Strategiespiel Kohle und Kolonie - Foto von Spielworxx

Spiele können ganz klammheimlich zu ungeahnten Detailinformationen und Horizonterweiterungen führen, die es ohne sie nicht gegeben hätte. Oder hätte der mit Bodenschätzen (abgesehen von wenigen Ausnahmen wie vielleicht Edelsteinen und anderem) nicht allzu vertraute Spieletester aus der Schweiz sonst jemals etwas von den Anfängen und Entwicklungen des industriellen Kohleabbaus im südlichen Ruhrgebiet erfahren, wie sie durch Kohle & Kolonie (Spielworxx) vermittelt werden? Eben. Und so lässt sich der interessierte Tester in die Rolle und Haut eines Industriellen versetzen, in der er Verantwortung für die allerorts wie Pilze (die kennt der Tester dagegen ziemlich gut und jedenfalls viiiel besser als die Kohleindustrie) aus dem Boden sprießenden Zechen übernehmen soll, um diese, und zuletzt vor allem auch sich selber, zu Reichtum und Prosperität zu führen.
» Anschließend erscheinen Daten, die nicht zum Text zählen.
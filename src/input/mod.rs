//! Input processing module
//! Handles file detection, dataset loading and schema adaptation

pub mod adapter;
pub mod file_detector;
pub mod loader;
pub mod synthetic;
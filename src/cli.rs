//! CLI interface for the workforce analyzer

use crate::config::OutputFormat;
use crate::processing::filters::FilterCriteria;
use clap::{Args, Parser, Subcommand};
use std::path::PathBuf;

#[derive(Parser)]
#[command(name = "workforce-analyzer")]
#[command(about = "Candidate role matching and suitability scoring")]
#[command(long_about = "Assign candidates to roles by skill overlap, score their suitability against market salaries, and report the best candidates per role")]
pub struct Cli {
    #[command(subcommand)]
    pub command: Commands,

    /// Enable verbose logging
    #[arg(short, long, global = true)]
    pub verbose: bool,

    /// Configuration file path
    #[arg(short, long, global = true)]
    pub config: Option<PathBuf>,
}

#[derive(Subcommand)]
pub enum Commands {
    /// Analyze a candidate dataset and render a report
    Analyze {
        /// Path to the dataset (CSV or JSON)
        #[arg(short, long)]
        input: PathBuf,

        #[command(flatten)]
        filters: FilterArgs,

        /// Candidates kept per role in the top view
        #[arg(short, long)]
        top: Option<usize>,

        /// Output format: console, json, markdown, html, csv
        #[arg(short, long)]
        output: Option<String>,

        /// Save output to file
        #[arg(short, long)]
        save: Option<PathBuf>,

        /// Show every row and the raw skill ratings
        #[arg(short, long)]
        detailed: bool,

        /// Abort on the first malformed record instead of skipping it
        #[arg(long)]
        strict: bool,

        /// Seed for synthetic skill ratings (HR attrition input)
        #[arg(long)]
        seed: Option<u64>,
    },

    /// Show only the top candidates per role
    Top {
        /// Path to the dataset (CSV or JSON)
        #[arg(short, long)]
        input: PathBuf,

        #[command(flatten)]
        filters: FilterArgs,

        /// Candidates kept per role
        #[arg(short, long)]
        top: Option<usize>,

        /// Output format: console or json
        #[arg(short, long)]
        output: Option<String>,

        /// Seed for synthetic skill ratings (HR attrition input)
        #[arg(long)]
        seed: Option<u64>,
    },

    /// List the role table with required skills and market salaries
    Roles,

    /// Show or change configuration
    Config {
        #[command(subcommand)]
        action: Option<ConfigAction>,
    },
}

/// Row filters shared by `analyze` and `top`.
#[derive(Args, Debug, Clone, Default)]
pub struct FilterArgs {
    /// Keep candidates whose skills contain this text (case-insensitive)
    #[arg(long)]
    pub skill: Option<String>,

    /// Minimum expected salary, 0 for no bound
    #[arg(long)]
    pub min_salary: Option<f64>,

    /// Maximum expected salary, 0 for no bound
    #[arg(long)]
    pub max_salary: Option<f64>,

    /// Keep candidates assigned to or preferring this role
    #[arg(long)]
    pub role: Option<String>,
}

impl FilterArgs {
    pub fn to_criteria(&self) -> FilterCriteria {
        FilterCriteria {
            skill: self.skill.clone().filter(|s| !s.trim().is_empty()),
            min_salary: self.min_salary.filter(|v| *v != 0.0),
            max_salary: self.max_salary.filter(|v| *v != 0.0),
            role: self.role.clone().filter(|s| !s.trim().is_empty()),
        }
    }
}

#[derive(Subcommand)]
pub enum ConfigAction {
    /// Show current configuration
    Show,

    /// Print the configuration file path
    Path,

    /// Reset configuration to defaults
    Reset,

    /// Set a configuration value
    Set {
        /// Configuration key (e.g., "scoring.skill_weight", "market_salaries.Data Scientist")
        key: String,

        /// Configuration value
        value: String,
    },
}

/// Parse and validate output format
pub fn parse_output_format(format: &str) -> Result<OutputFormat, String> {
    match format.to_lowercase().as_str() {
        "console" => Ok(OutputFormat::Console),
        "json" => Ok(OutputFormat::Json),
        "markdown" | "md" => Ok(OutputFormat::Markdown),
        "html" => Ok(OutputFormat::Html),
        "csv" => Ok(OutputFormat::Csv),
        _ => Err(format!(
            "Invalid output format: {}. Supported: console, json, markdown, html, csv",
            format
        )),
    }
}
Ein hartes Spiel für Strategen

Der Spieletester und auch alle übrigen ahnen dagegen schon im Voraus, dass das alles nicht ganz so einfach werden und ablaufen dürfte. Und so kommt es dann auch effektiv. Die Kohleförderung ist ein schweres und anstrengendes Geschäft. Durchhaltewillen und gute Nehmerqualitäten sind gefragt. Dies gilt auch für das Spiel, das von Thomas Spitzer als Teil 2 seiner Kohle-Trilogie, die vor einem Jahr mit der Ruhrschifffahrt ihren Anfang nahm, erdacht und entwickelt wurde. Erneut ist er bestrebt, die seinerzeitigen wirtschaftlichen Entwicklungen möglichst passend aufzunehmen und wiederzugeben, wobei es der Spieletester aus der Schweiz aus verständlichen Gründen lieber unterlassen möchte, zu beurteilen, ob und wie gut das bei Kohle & Kolonie gelungen ist.

Einstiegshürde vorhanden

Und so erstaunt es nicht, dass sich bereits der Einstieg in die Geschehnisse von Kohle & Kolonie als eher schwierig und anstrengend erweist. Die Anleitung, immerhin 28 Seiten im Format A5 stark, ist mit all‘ ihren Doppelspurigkeiten und Regeldetails recht mühsam zu lesen und zu verstehen. Ein rasches Loslegen ist so kaum möglich, und selbst wenn die Grundzüge des Spiels einigermassen bekannt sind, müssen immer wieder Einzelheiten nachgeschlagen werden. Dem Tester sind denn auch in der ersten Partie ärgerliche Abweichungen vom regeltechnischen Pfad der Tugend unterlaufen, die das Spiel an den Rand des Abbruchs gebracht haben. Und nur dem Pflichtbewusstsein des Testers und dem Durchhaltewillen seiner Mitstreiter ist es zu verdanken, dass weitere Versuche folgten, die dann nach einem erneuten vertieften Regelstudium wirklich zu einem besseren und flüssigeren Spielerlebnis geführt haben.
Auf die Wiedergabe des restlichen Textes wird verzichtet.